▶ [TASK STATEMENT]: Please copy exactly the lines from the top of the data through the line containing "Rate Limiter 설정.", and nothing else.

____________________

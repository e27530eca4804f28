//! 외부 호출 rate limiting.
//!
//! Token Bucket 알고리즘 기반으로 엔드포인트별 호출 속도를 제한합니다.
//! 데이터 수집 API는 초당 1회, 재무 데이터는 초당 0.5회가 기본입니다.
//! 버킷은 프로세스 전역에서 공유됩니다.

use std::collections::HashMap;
use std::time::{Duration, Instant};
use tokio::sync::Mutex;

/// Rate Limiter 설정.
#[derive(Debug, Clone)]
pub struct RateLimitConfig {
    /// 초당 허용 요청 수
    pub requests_per_second: f64,
    /// 버스트 허용량
    pub burst_size: u32,
}

impl RateLimitConfig {
    /// 새 설정을 생성합니다.
    pub fn per_second(requests_per_second: f64) -> Self {
        Self {
            requests_per_second,
            burst_size: 1,
        }
    }
}

impl Default for RateLimitConfig {
    fn default() -> Self {
        Self {
            requests_per_second: 1.0,
            burst_size: 1,
        }
    }
}

/// Token Bucket.
#[derive(Debug)]
struct TokenBucket {
    /// 현재 토큰 수
    tokens: f64,
    /// 마지막 리필 시간
    last_refill: Instant,
    /// 최대 토큰 수 (버킷 용량)
    max_tokens: f64,
    /// 초당 리필되는 토큰 수
    refill_rate: f64,
}

impl TokenBucket {
    fn new(config: &RateLimitConfig) -> Self {
        let max_tokens = config.requests_per_second.max(1.0) + config.burst_size as f64;
        Self {
            tokens: max_tokens,
            last_refill: Instant::now(),
            max_tokens,
            refill_rate: config.requests_per_second,
        }
    }

    fn try_acquire(&mut self) -> bool {
        self.refill();
        if self.tokens >= 1.0 {
            self.tokens -= 1.0;
            true
        } else {
            false
        }
    }

    fn refill(&mut self) {
        let now = Instant::now();
        let elapsed = now.duration_since(self.last_refill).as_secs_f64();
        self.tokens = (self.tokens + elapsed * self.refill_rate).min(self.max_tokens);
        self.last_refill = now;
    }

    /// 다음 토큰까지 대기 시간.
    fn time_until_next_token(&self) -> Duration {
        if self.tokens >= 1.0 {
            Duration::ZERO
        } else {
            Duration::from_secs_f64((1.0 - self.tokens) / self.refill_rate)
        }
    }
}

/// 엔드포인트별 rate limiter (프로세스 전역).
#[derive(Debug, Default)]
pub struct RateLimiter {
    buckets: Mutex<HashMap<String, TokenBucket>>,
}

impl RateLimiter {
    /// 빈 limiter를 생성합니다.
    pub fn new() -> Self {
        Self::default()
    }

    /// 토큰을 얻을 때까지 대기합니다.
    pub async fn acquire(&self, endpoint: &str, config: &RateLimitConfig) {
        loop {
            let wait = {
                let mut buckets = self.buckets.lock().await;
                let bucket = buckets
                    .entry(endpoint.to_string())
                    .or_insert_with(|| TokenBucket::new(config));
                if bucket.try_acquire() {
                    return;
                }
                bucket.time_until_next_token()
            };
            tokio::time::sleep(wait).await;
        }
    }

    /// 대기 없이 토큰 획득을 시도합니다.
    pub async fn try_acquire(&self, endpoint: &str, config: &RateLimitConfig) -> bool {
        let mut buckets = self.buckets.lock().await;
        let bucket = buckets
            .entry(endpoint.to_string())
            .or_insert_with(|| TokenBucket::new(config));
        bucket.try_acquire()
    }
}

#[cfg(test)]
mod tests {
    use super::*;

    #[tokio::test]
    async fn test_burst_then_limited() {
        let limiter = RateLimiter::new();
        let config = RateLimitConfig {
            requests_per_second: 10.0,
            burst_size: 2,
        };

        // 용량(10 + 2)만큼은 즉시 통과
        for _ in 0..12 {
            assert!(limiter.try_acquire("krx", &config).await);
        }
        // 그 다음은 거부
        assert!(!limiter.try_acquire("krx", &config).await);
    }

    #[tokio::test]
    async fn test_buckets_are_per_endpoint() {
        let limiter = RateLimiter::new();
        let config = RateLimitConfig::per_second(1.0);

        // 한 엔드포인트를 소진해도 다른 엔드포인트는 영향 없음
        while limiter.try_acquire("a", &config).await {}
        assert!(limiter.try_acquire("b", &config).await);
    }

    #[tokio::test]
    async fn test_acquire_waits_for_refill() {
        let limiter = RateLimiter::new();
        let config = RateLimitConfig {
            requests_per_second: 50.0,
            burst_size: 0,
        };

        while limiter.try_acquire("krx", &config).await {}

        // 50 tps면 다음 토큰은 ~20ms 내에 리필된다
        let started = Instant::now();
        limiter.acquire("krx", &config).await;
        assert!(started.elapsed() < Duration::from_millis(500));
    }
}
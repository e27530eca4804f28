//! 설정 관리.
//!
//! 기본값 → TOML 파일 → 환경 변수(`KQUANT` 접두사, `__` 구분자) 순서로
//! 레이어링됩니다. 로드 직후 `validate()`가 실패하면 서비스는 기동을
//! 거부해야 합니다 (종료 코드 1).

use crate::error::{KquantError, KquantResult};
use rust_decimal::Decimal;
use rust_decimal_macros::dec;
use serde::{Deserialize, Serialize};
use std::path::Path;

/// 애플리케이션 설정.
#[derive(Debug, Clone, Default, Deserialize, Serialize)]
pub struct AppConfig {
    /// 서버 설정
    #[serde(default)]
    pub server: ServerConfig,
    /// 데이터베이스 설정
    #[serde(default)]
    pub database: DatabaseConfig,
    /// Redis 설정
    #[serde(default)]
    pub redis: RedisSettings,
    /// 로깅 설정
    #[serde(default)]
    pub logging: LoggingConfig,
    /// 신호 생성 설정
    #[serde(default)]
    pub signal: SignalConfig,
    /// 리스크 관리 설정
    #[serde(default)]
    pub risk: RiskSettings,
    /// 실행(브로커) 설정
    #[serde(default)]
    pub execution: ExecutionConfig,
    /// 오케스트레이터 설정
    #[serde(default)]
    pub orchestrator: OrchestratorConfig,
}

/// 서버 설정.
#[derive(Debug, Clone, Deserialize, Serialize)]
pub struct ServerConfig {
    /// 바인딩할 호스트
    pub host: String,
    /// 리스닝할 포트
    pub port: u16,
}

impl Default for ServerConfig {
    fn default() -> Self {
        Self {
            host: "127.0.0.1".to_string(),
            port: 8090,
        }
    }
}

/// 데이터베이스 설정.
#[derive(Debug, Clone, Deserialize, Serialize)]
pub struct DatabaseConfig {
    /// 연결 URL
    pub url: String,
    /// 최대 연결 수
    pub max_connections: u32,
    /// 연결 타임아웃 (초)
    pub connection_timeout_secs: u64,
}

impl Default for DatabaseConfig {
    fn default() -> Self {
        Self {
            url: "postgres://localhost:5432/kquant".to_string(),
            max_connections: 10,
            connection_timeout_secs: 30,
        }
    }
}

/// Redis 설정.
#[derive(Debug, Clone, Deserialize, Serialize)]
pub struct RedisSettings {
    /// 연결 URL
    pub url: String,
    /// 가격 캐시 TTL (초)
    pub price_cache_ttl_secs: u64,
}

impl Default for RedisSettings {
    fn default() -> Self {
        Self {
            url: "redis://localhost:6379/0".to_string(),
            price_cache_ttl_secs: 3600,
        }
    }
}

/// 로깅 설정.
#[derive(Debug, Clone, Deserialize, Serialize)]
pub struct LoggingConfig {
    /// 로그 레벨
    pub level: String,
    /// 로그 형식 (pretty, json, compact)
    pub format: String,
}

impl Default for LoggingConfig {
    fn default() -> Self {
        Self {
            level: "info".to_string(),
            format: "pretty".to_string(),
        }
    }
}

/// 신호 생성 설정.
#[derive(Debug, Clone, Deserialize, Serialize)]
pub struct SignalConfig {
    /// 확신 점수 가중치: 가치
    pub weight_value: Decimal,
    /// 확신 점수 가중치: 모멘텀
    pub weight_momentum: Decimal,
    /// 확신 점수 가중치: 거래량
    pub weight_volume: Decimal,
    /// 확신 점수 가중치: 품질
    pub weight_quality: Decimal,
    /// 진입 최소 종합 점수
    pub min_composite_score: Decimal,
    /// 진입 최소 모멘텀 점수
    pub min_momentum_score: Decimal,
    /// 진입 최소 확신 점수
    pub min_conviction_score: Decimal,
    /// 지정가 주문 사용 여부
    pub use_limit_orders: bool,
    /// 지정가 할인율 (%)
    pub limit_order_discount_pct: Decimal,
    /// 종합 점수 악화 청산 임계값 (포인트)
    pub score_deterioration_threshold: Decimal,
}

impl Default for SignalConfig {
    fn default() -> Self {
        Self {
            weight_value: dec!(0.30),
            weight_momentum: dec!(0.30),
            weight_volume: dec!(0.20),
            weight_quality: dec!(0.20),
            min_composite_score: dec!(60),
            min_momentum_score: dec!(50),
            min_conviction_score: dec!(60),
            use_limit_orders: true,
            limit_order_discount_pct: dec!(1.0),
            score_deterioration_threshold: dec!(20),
        }
    }
}

/// 리스크 관리 설정.
#[derive(Debug, Clone, Deserialize, Serialize)]
pub struct RiskSettings {
    /// 거래당 리스크 허용치 (포트폴리오 대비 %)
    pub risk_tolerance_pct: Decimal,
    /// 최대 단일 포지션 크기 (%)
    pub max_position_size_pct: Decimal,
    /// 기본 손절 비율 (%)
    pub stop_loss_pct: Decimal,
    /// 기본 익절 비율 (%)
    pub take_profit_pct: Decimal,
    /// 트레일링 스톱 거리 (%)
    pub trailing_stop_distance_pct: Decimal,
    /// 기술 지표 기반 익절 사용 여부
    pub take_profit_use_technical: bool,
    /// 최대 동시 포지션 수
    pub max_positions: usize,
    /// 최대 단일 종목 집중도 (%)
    pub max_concentration_pct: Decimal,
    /// 최대 섹터 집중도 (%)
    pub max_sector_concentration_pct: Decimal,
    /// 데이터 최신성 요구 (시장 시간 기준, 시간)
    pub require_recent_data_hours: i64,
    /// 최소 데이터 품질 점수
    pub min_data_quality_score: Decimal,
    /// 비상 청산 손실 한도 (%, 초기 자본 대비)
    pub max_total_loss_pct: Decimal,
}

impl Default for RiskSettings {
    fn default() -> Self {
        Self {
            risk_tolerance_pct: dec!(2.0),
            max_position_size_pct: dec!(10.0),
            stop_loss_pct: dec!(10.0),
            take_profit_pct: dec!(20.0),
            trailing_stop_distance_pct: dec!(10.0),
            take_profit_use_technical: false,
            max_positions: 20,
            max_concentration_pct: dec!(30.0),
            max_sector_concentration_pct: dec!(40.0),
            require_recent_data_hours: 48,
            min_data_quality_score: dec!(75.0),
            max_total_loss_pct: dec!(28.0),
        }
    }
}

impl RiskSettings {
    /// 경고 임계값 (%): 손실 한도의 80%.
    pub fn warning_threshold_pct(&self) -> Decimal {
        self.max_total_loss_pct * dec!(0.8)
    }
}

/// 실행(브로커) 설정.
#[derive(Debug, Clone, Deserialize, Serialize)]
pub struct ExecutionConfig {
    /// 모의 투자 모드 여부
    pub paper_trading: bool,
    /// 슬리피지 시뮬레이션 사용 여부
    pub enable_slippage: bool,
    /// 기본 슬리피지 (bps)
    pub slippage_base_bps: Decimal,
    /// 거래량 충격 계수
    pub slippage_volume_factor: Decimal,
    /// 변동성 충격 계수
    pub slippage_volatility_factor: Decimal,
    /// 난수 시드 (테스트 재현용, None이면 비결정적)
    pub slippage_seed: Option<u64>,
}

impl Default for ExecutionConfig {
    fn default() -> Self {
        Self {
            paper_trading: true,
            enable_slippage: true,
            slippage_base_bps: dec!(5.0),
            slippage_volume_factor: dec!(0.5),
            slippage_volatility_factor: dec!(0.3),
            slippage_seed: None,
        }
    }
}

/// 오케스트레이터 설정.
#[derive(Debug, Clone, Deserialize, Serialize)]
pub struct OrchestratorConfig {
    /// 사용자 ID
    pub user_id: String,
    /// 관리 표면 바인딩 호스트
    pub admin_host: String,
    /// 관리 표면 포트 (status / run-job)
    pub admin_port: u16,
    /// 데이터 수집 시각 (HH:MM, KST)
    pub data_collection_time: String,
    /// 지표 계산 시각 (HH:MM, KST)
    pub indicator_calculation_time: String,
    /// 관심종목 갱신 시각 (HH:MM, KST)
    pub watchlist_update_time: String,
    /// 신호 생성 시각 (HH:MM, KST)
    pub signal_generation_time: String,
    /// 포지션 모니터링 주기 (분)
    pub position_monitor_interval_min: u64,
    /// 리스크 점검 주기 (분)
    pub risk_check_interval_min: u64,
    /// 미스파이어 유예 시간 (초)
    pub misfire_grace_secs: u64,
    /// 종료 시 강제 취소 데드라인 (초)
    pub shutdown_deadline_secs: u64,
    /// 워커 풀 크기
    pub max_workers: usize,
    /// 외부 서비스 URL 레지스트리
    #[serde(default)]
    pub services: ServiceRegistry,
}

impl Default for OrchestratorConfig {
    fn default() -> Self {
        Self {
            user_id: "default".to_string(),
            admin_host: "127.0.0.1".to_string(),
            admin_port: 8091,
            data_collection_time: "16:00".to_string(),
            indicator_calculation_time: "17:00".to_string(),
            watchlist_update_time: "18:00".to_string(),
            signal_generation_time: "08:45".to_string(),
            position_monitor_interval_min: 15,
            risk_check_interval_min: 30,
            misfire_grace_secs: 300,
            shutdown_deadline_secs: 60,
            max_workers: 10,
            services: ServiceRegistry::default(),
        }
    }
}

/// 외부 협력 서비스 URL 레지스트리.
#[derive(Debug, Clone, Deserialize, Serialize)]
pub struct ServiceRegistry {
    /// 데이터 수집기
    pub data_collector_url: String,
    /// 지표 계산기
    pub indicator_calculator_url: String,
    /// 관심종목 관리자
    pub watchlist_manager_url: String,
    /// 외부 호출 타임아웃 (초)
    pub call_timeout_secs: u64,
}

impl Default for ServiceRegistry {
    fn default() -> Self {
        Self {
            data_collector_url: "http://localhost:8081".to_string(),
            indicator_calculator_url: "http://localhost:8082".to_string(),
            watchlist_manager_url: "http://localhost:8083".to_string(),
            call_timeout_secs: 30,
        }
    }
}

fn parse_hhmm(s: &str) -> KquantResult<(u32, u32)> {
    let parts: Vec<&str> = s.split(':').collect();
    if parts.len() != 2 {
        return Err(KquantError::Config(format!("invalid time: {:?}", s)));
    }
    let hour: u32 = parts[0]
        .parse()
        .map_err(|_| KquantError::Config(format!("invalid hour in {:?}", s)))?;
    let minute: u32 = parts[1]
        .parse()
        .map_err(|_| KquantError::Config(format!("invalid minute in {:?}", s)))?;
    if hour > 23 || minute > 59 {
        return Err(KquantError::Config(format!("time out of range: {:?}", s)));
    }
    Ok((hour, minute))
}

impl OrchestratorConfig {
    /// "HH:MM" 설정값을 (시, 분)으로 해석합니다.
    pub fn parse_time(s: &str) -> KquantResult<(u32, u32)> {
        parse_hhmm(s)
    }
}

impl AppConfig {
    /// 파일과 환경 변수에서 설정을 로드합니다.
    pub fn load<P: AsRef<Path>>(path: P) -> KquantResult<Self> {
        let builder = config::Config::builder()
            .add_source(config::File::from(path.as_ref()).required(false))
            .add_source(
                config::Environment::with_prefix("KQUANT")
                    .separator("__")
                    .try_parsing(true),
            );

        let cfg: AppConfig = builder
            .build()
            .map_err(|e| KquantError::Config(e.to_string()))?
            .try_deserialize()
            .map_err(|e| KquantError::Config(e.to_string()))?;

        cfg.validate()?;
        Ok(cfg)
    }

    /// 기본 경로(`config/default.toml`)에서 설정을 로드합니다.
    pub fn load_default() -> KquantResult<Self> {
        Self::load("config/default.toml")
    }

    /// 교차 필드 검증.
    ///
    /// 실패하면 서비스는 기동을 거부해야 합니다.
    pub fn validate(&self) -> KquantResult<()> {
        let tolerance = dec!(0.000001);
        let weight_sum = self.signal.weight_value
            + self.signal.weight_momentum
            + self.signal.weight_volume
            + self.signal.weight_quality;
        if (weight_sum - Decimal::ONE).abs() > tolerance {
            return Err(KquantError::Config(format!(
                "conviction weights must sum to 1.0, got {}",
                weight_sum
            )));
        }

        for (name, pct) in [
            ("risk.risk_tolerance_pct", self.risk.risk_tolerance_pct),
            ("risk.max_position_size_pct", self.risk.max_position_size_pct),
            ("risk.stop_loss_pct", self.risk.stop_loss_pct),
            ("risk.take_profit_pct", self.risk.take_profit_pct),
            ("risk.trailing_stop_distance_pct", self.risk.trailing_stop_distance_pct),
            ("risk.max_concentration_pct", self.risk.max_concentration_pct),
            ("risk.max_sector_concentration_pct", self.risk.max_sector_concentration_pct),
            ("risk.max_total_loss_pct", self.risk.max_total_loss_pct),
        ] {
            if pct <= Decimal::ZERO || pct > Decimal::from(100) {
                return Err(KquantError::Config(format!(
                    "{} must be in (0, 100], got {}",
                    name, pct
                )));
            }
        }

        if self.risk.max_concentration_pct > self.risk.max_sector_concentration_pct {
            return Err(KquantError::Config(format!(
                "single-position concentration {} cannot exceed sector concentration {}",
                self.risk.max_concentration_pct, self.risk.max_sector_concentration_pct
            )));
        }

        if self.risk.max_positions == 0 {
            return Err(KquantError::Config("risk.max_positions must be > 0".to_string()));
        }

        if self.risk.require_recent_data_hours <= 0 {
            return Err(KquantError::Config(
                "risk.require_recent_data_hours must be > 0".to_string(),
            ));
        }

        for t in [
            &self.orchestrator.data_collection_time,
            &self.orchestrator.indicator_calculation_time,
            &self.orchestrator.watchlist_update_time,
            &self.orchestrator.signal_generation_time,
        ] {
            parse_hhmm(t)?;
        }

        if self.orchestrator.max_workers == 0 {
            return Err(KquantError::Config(
                "orchestrator.max_workers must be > 0".to_string(),
            ));
        }

        self.logging
            .format
            .parse::<crate::logging::LogFormat>()
            .map_err(KquantError::Config)?;

        Ok(())
    }
}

____________________

▶ [RESPONSE AREA]:
repository e27530eca4804f28
//! 외부 호출 rate limiting.
//!
//! Token Bucket 알고리즘 기반으로 엔드포인트별 호출 속도를 제한합니다.
//! 데이터 수집 API는 초당 1회, 재무 데이터는 초당 0.5회가 기본입니다.
//! 버킷은 프로세스 전역에서 공유됩니다.

use std::collections::HashMap;
use std::time::{Duration, Instant};
use tokio::sync::Mutex;

/// Rate Limiter 설정.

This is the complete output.